Go through the records and filter out every line lacking the word "UserHasTasks"; copy the lines that remain.

Start of Block

/// In-memory storage backend
///
/// Holds users and tasks in insertion-ordered vectors behind a single
/// `tokio::sync::RwLock`, so each write is atomic with respect to the
/// uniqueness and reference checks it performs. Used by the test suites and
/// by `STORAGE_BACKEND=memory`.
///
/// # Example
///
/// ```
/// use std::sync::Arc;
/// use taskdesk_shared::models::{CreateUser, Role};
/// use taskdesk_shared::store::{MemoryStore, UserStore};
///
/// # async fn example() -> Result<(), Box<dyn std::error::Error>> {
/// let users: Arc<dyn UserStore> = Arc::new(MemoryStore::new());
/// users
///     .create(CreateUser {
///         username: "admin".to_string(),
///         email: "admin@example.com".to_string(),
///         password_hash: "$argon2id$...".to_string(),
///         role: Role::Admin,
///     })
///     .await?;
/// assert_eq!(users.count().await?, 1);
/// # Ok(())
/// # }
/// ```

use async_trait::async_trait;
use chrono::{DateTime, Utc};
use tokio::sync::RwLock;
use uuid::Uuid;

use super::{StoreError, TaskStore, UserStore};
use crate::models::{CreateTask, CreateUser, Task, TaskStatus, UpdateTask, UpdateUser, User};

/// Task row without the joined assignee username
#[derive(Debug, Clone)]
struct TaskRow {
    id: Uuid,
    title: String,
    description: Option<String>,
    status: TaskStatus,
    assigned_user_id: Uuid,
    created_at: DateTime<Utc>,
    updated_at: Option<DateTime<Utc>>,
}

#[derive(Debug, Default)]
struct State {
    users: Vec<User>,
    tasks: Vec<TaskRow>,
}

impl State {
    fn user(&self, id: Uuid) -> Option<&User> {
        self.users.iter().find(|u| u.id == id)
    }

    fn resolve(&self, row: &TaskRow) -> Option<Task> {
        let assignee = self.user(row.assigned_user_id)?;

        Some(Task {
            id: row.id,
            title: row.title.clone(),
            description: row.description.clone(),
            status: row.status,
            assigned_user_id: row.assigned_user_id,
            assigned_username: assignee.username.clone(),
            created_at: row.created_at,
            updated_at: row.updated_at,
        })
    }

    /// Fails if `username` or `email` belongs to a user other than `except`
    fn check_unique(
        &self,
        username: Option<&str>,
        email: Option<&str>,
        except: Option<Uuid>,
    ) -> Result<(), StoreError> {
        let others = self.users.iter().filter(|u| Some(u.id) != except);

        for other in others {
            if username == Some(other.username.as_str()) {
                return Err(StoreError::Conflict { field: "username" });
            }
            if email == Some(other.email.as_str()) {
                return Err(StoreError::Conflict { field: "email" });
            }
        }

        Ok(())
    }
}

/// Process-local store implementing both [`UserStore`] and [`TaskStore`]
#[derive(Debug, Default)]
pub struct MemoryStore {
    state: RwLock<State>,
}

impl MemoryStore {
    pub fn new() -> Self {
        Self::default()
    }
}

#[async_trait]
impl UserStore for MemoryStore {
    async fn find_by_id(&self, id: Uuid) -> Result<Option<User>, StoreError> {
        Ok(self.state.read().await.user(id).cloned())
    }

    async fn find_by_username(&self, username: &str) -> Result<Option<User>, StoreError> {
        let state = self.state.read().await;
        Ok(state.users.iter().find(|u| u.username == username).cloned())
    }

    async fn find_by_email(&self, email: &str) -> Result<Option<User>, StoreError> {
        let state = self.state.read().await;
        Ok(state.users.iter().find(|u| u.email == email).cloned())
    }

    async fn list(&self) -> Result<Vec<User>, StoreError> {
        Ok(self.state.read().await.users.clone())
    }

    async fn count(&self) -> Result<i64, StoreError> {
        Ok(self.state.read().await.users.len() as i64)
    }

    async fn create(&self, data: CreateUser) -> Result<User, StoreError> {
        let mut state = self.state.write().await;
        state.check_unique(Some(&data.username), Some(&data.email), None)?;

        let user = User {
            id: Uuid::new_v4(),
            username: data.username,
            email: data.email,
            password_hash: data.password_hash,
            role: data.role,
            created_at: Utc::now(),
        };
        state.users.push(user.clone());

        Ok(user)
    }

    async fn update(&self, id: Uuid, data: UpdateUser) -> Result<Option<User>, StoreError> {
        let mut state = self.state.write().await;
        if state.user(id).is_none() {
            return Ok(None);
        }

        state.check_unique(data.username.as_deref(), data.email.as_deref(), Some(id))?;

        let Some(user) = state.users.iter_mut().find(|u| u.id == id) else {
            return Ok(None);
        };
        if let Some(username) = data.username {
            user.username = username;
        }
        if let Some(email) = data.email {
            user.email = email;
        }
        if let Some(role) = data.role {
            user.role = role;
        }

        Ok(Some(user.clone()))
    }

    async fn delete(&self, id: Uuid) -> Result<bool, StoreError> {
        let mut state = self.state.write().await;
        if state.tasks.iter().any(|t| t.assigned_user_id == id) {
            return Err(StoreError::UserHasTasks(id));
        }

        let before = state.users.len();
        state.users.retain(|u| u.id != id);

        Ok(state.users.len() < before)
    }
}

#[async_trait]
impl TaskStore for MemoryStore {
    async fn find_by_id(&self, id: Uuid) -> Result<Option<Task>, StoreError> {
        let state = self.state.read().await;
        Ok(state
            .tasks
            .iter()
            .find(|t| t.id == id)
            .and_then(|row| state.resolve(row)))
    }

    async fn list(&self) -> Result<Vec<Task>, StoreError> {
        let state = self.state.read().await;
        Ok(state.tasks.iter().filter_map(|row| state.resolve(row)).collect())
    }

    async fn list_by_assignee(&self, user_id: Uuid) -> Result<Vec<Task>, StoreError> {
        let state = self.state.read().await;
        Ok(state
            .tasks
            .iter()
            .filter(|row| row.assigned_user_id == user_id)
            .filter_map(|row| state.resolve(row))
            .collect())
    }

    async fn create(&self, data: CreateTask) -> Result<Task, StoreError> {
        let mut state = self.state.write().await;
        if state.user(data.assigned_user_id).is_none() {
            return Err(StoreError::InvalidAssignee(data.assigned_user_id));
        }

        let row = TaskRow {
            id: Uuid::new_v4(),
            title: data.title,
            description: data.description,
            status: data.status,
            assigned_user_id: data.assigned_user_id,
            created_at: Utc::now(),
            updated_at: None,
        };
        state.tasks.push(row.clone());

        state
            .resolve(&row)
            .ok_or(StoreError::InvalidAssignee(row.assigned_user_id))
    }

    async fn update(&self, id: Uuid, data: UpdateTask) -> Result<Option<Task>, StoreError> {
        let mut state = self.state.write().await;

        if let Some(assignee) = data.assigned_user_id {
            if state.user(assignee).is_none() {
                return Err(StoreError::InvalidAssignee(assignee));
            }
        }

        let Some(row) = state.tasks.iter_mut().find(|t| t.id == id) else {
            return Ok(None);
        };
        if let Some(title) = data.title {
            row.title = title;
        }
        if let Some(description) = data.description {
            row.description = description;
        }
        if let Some(status) = data.status {
            row.status = status;
        }
        if let Some(assignee) = data.assigned_user_id {
            row.assigned_user_id = assignee;
        }
        row.updated_at = Some(Utc::now());

        let row = row.clone();
        Ok(state.resolve(&row))
    }

    async fn delete(&self, id: Uuid) -> Result<bool, StoreError> {
        let mut state = self.state.write().await;
        let before = state.tasks.len();
        state.tasks.retain(|t| t.id != id);

        Ok(state.tasks.len() < before)
    }
}

#[cfg(test)]
mod tests {
    use super::*;
    use crate::models::Role;
    use std::sync::Arc;

    fn new_user(username: &str) -> CreateUser {
        CreateUser {
            username: username.to_string(),
            email: format!("{}@example.com", username),
            password_hash: "$argon2id$test".to_string(),
            role: Role::User,
        }
    }

    fn stores() -> (Arc<dyn UserStore>, Arc<dyn TaskStore>) {
        let store = Arc::new(MemoryStore::new());
        (store.clone(), store)
    }

    fn new_task(title: &str, assignee: Uuid) -> CreateTask {
        CreateTask {
            title: title.to_string(),
            description: None,
            status: TaskStatus::Pending,
            assigned_user_id: assignee,
        }
    }

    #[tokio::test]
    async fn test_duplicate_username_or_email_conflicts() {
        let (users, _) = stores();
        users.create(new_user("alice")).await.unwrap();

        let mut same_name = new_user("alice");
        same_name.email = "other@example.com".to_string();
        let err = users.create(same_name).await.unwrap_err();
        assert!(matches!(err, StoreError::Conflict { field: "username" }));

        let mut same_email = new_user("bob");
        same_email.email = "alice@example.com".to_string();
        let err = users.create(same_email).await.unwrap_err();
        assert!(matches!(err, StoreError::Conflict { field: "email" }));

        assert_eq!(users.count().await.unwrap(), 1);
    }

    #[tokio::test]
    async fn test_update_user_conflict_leaves_record_unchanged() {
        let (users, _) = stores();
        users.create(new_user("alice")).await.unwrap();
        let bob = users.create(new_user("bob")).await.unwrap();

        let err = users
            .update(
                bob.id,
                UpdateUser {
                    username: Some("carol".to_string()),
                    email: Some("alice@example.com".to_string()),
                    role: None,
                },
            )
            .await
            .unwrap_err();
        assert!(matches!(err, StoreError::Conflict { field: "email" }));

        let unchanged = users.find_by_id(bob.id).await.unwrap().unwrap();
        assert_eq!(unchanged, bob);
    }

    #[tokio::test]
    async fn test_update_user_may_keep_own_values() {
        let (users, _) = stores();
        let alice = users.create(new_user("alice")).await.unwrap();

        let updated = users
            .update(
                alice.id,
                UpdateUser {
                    username: Some("alice".to_string()),
                    email: Some("alice@example.com".to_string()),
                    role: Some(Role::Admin),
                },
            )
            .await
            .unwrap()
            .unwrap();

        assert_eq!(updated.role, Role::Admin);
        assert!(users.update(Uuid::new_v4(), UpdateUser::default()).await.unwrap().is_none());
    }

    #[tokio::test]
    async fn test_task_lifecycle() {
        let (users, tasks) = stores();
        let alice = users.create(new_user("alice")).await.unwrap();

        let task = tasks.create(new_task("Write docs", alice.id)).await.unwrap();
        assert_eq!(task.assigned_username, "alice");
        assert!(task.updated_at.is_none());

        let updated = tasks
            .update(
                task.id,
                UpdateTask {
                    status: Some(TaskStatus::InProgress),
                    description: Some(Some("First draft".to_string())),
                    ..Default::default()
                },
            )
            .await
            .unwrap()
            .unwrap();
        assert_eq!(updated.status, TaskStatus::InProgress);
        assert_eq!(updated.description.as_deref(), Some("First draft"));
        assert_eq!(updated.title, "Write docs");
        assert!(updated.updated_at.is_some());

        assert!(tasks.delete(task.id).await.unwrap());
        assert!(!tasks.delete(task.id).await.unwrap());
        assert!(tasks.find_by_id(task.id).await.unwrap().is_none());
    }

    #[tokio::test]
    async fn test_task_assignee_must_exist() {
        let (users, tasks) = stores();
        let alice = users.create(new_user("alice")).await.unwrap();
        let ghost = Uuid::new_v4();

        let err = tasks.create(new_task("Orphan", ghost)).await.unwrap_err();
        assert!(matches!(err, StoreError::InvalidAssignee(id) if id == ghost));

        let task = tasks.create(new_task("Real", alice.id)).await.unwrap();
        let err = tasks
            .update(
                task.id,
                UpdateTask {
                    assigned_user_id: Some(ghost),
                    title: Some("Changed".to_string()),
                    ..Default::default()
                },
            )
            .await
            .unwrap_err();
        assert!(matches!(err, StoreError::InvalidAssignee(_)));

        let unchanged = tasks.find_by_id(task.id).await.unwrap().unwrap();
        assert_eq!(unchanged.title, "Real");
    }

    #[tokio::test]
    async fn test_list_by_assignee_is_exact_and_ordered() {
        let (users, tasks) = stores();
        let alice = users.create(new_user("alice")).await.unwrap();
        let bob = users.create(new_user("bob")).await.unwrap();

        for (title, owner) in [("a1", alice.id), ("b1", bob.id), ("a2", alice.id), ("a3", alice.id)] {
            tasks.create(new_task(title, owner)).await.unwrap();
        }

        let titles: Vec<String> = tasks
            .list_by_assignee(alice.id)
            .await
            .unwrap()
            .into_iter()
            .map(|t| t.title)
            .collect();
        assert_eq!(titles, vec!["a1", "a2", "a3"]);

        assert_eq!(tasks.list().await.unwrap().len(), 4);
        assert!(tasks.list_by_assignee(Uuid::new_v4()).await.unwrap().is_empty());
    }

    #[tokio::test]
    async fn test_user_with_tasks_cannot_be_deleted() {
        let (users, tasks) = stores();
        let alice = users.create(new_user("alice")).await.unwrap();
        let task = tasks.create(new_task("Pinned", alice.id)).await.unwrap();

        let err = users.delete(alice.id).await.unwrap_err();
        assert!(matches!(err, StoreError::UserHasTasks(_)));

        tasks.delete(task.id).await.unwrap();
        assert!(users.delete(alice.id).await.unwrap());
        assert!(!users.delete(alice.id).await.unwrap());
    }
}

End of Block

→ **ANSWER TO THE PROBLEM**:
            return Err(StoreError::UserHasTasks(id));
        assert!(matches!(err, StoreError::UserHasTasks(_)));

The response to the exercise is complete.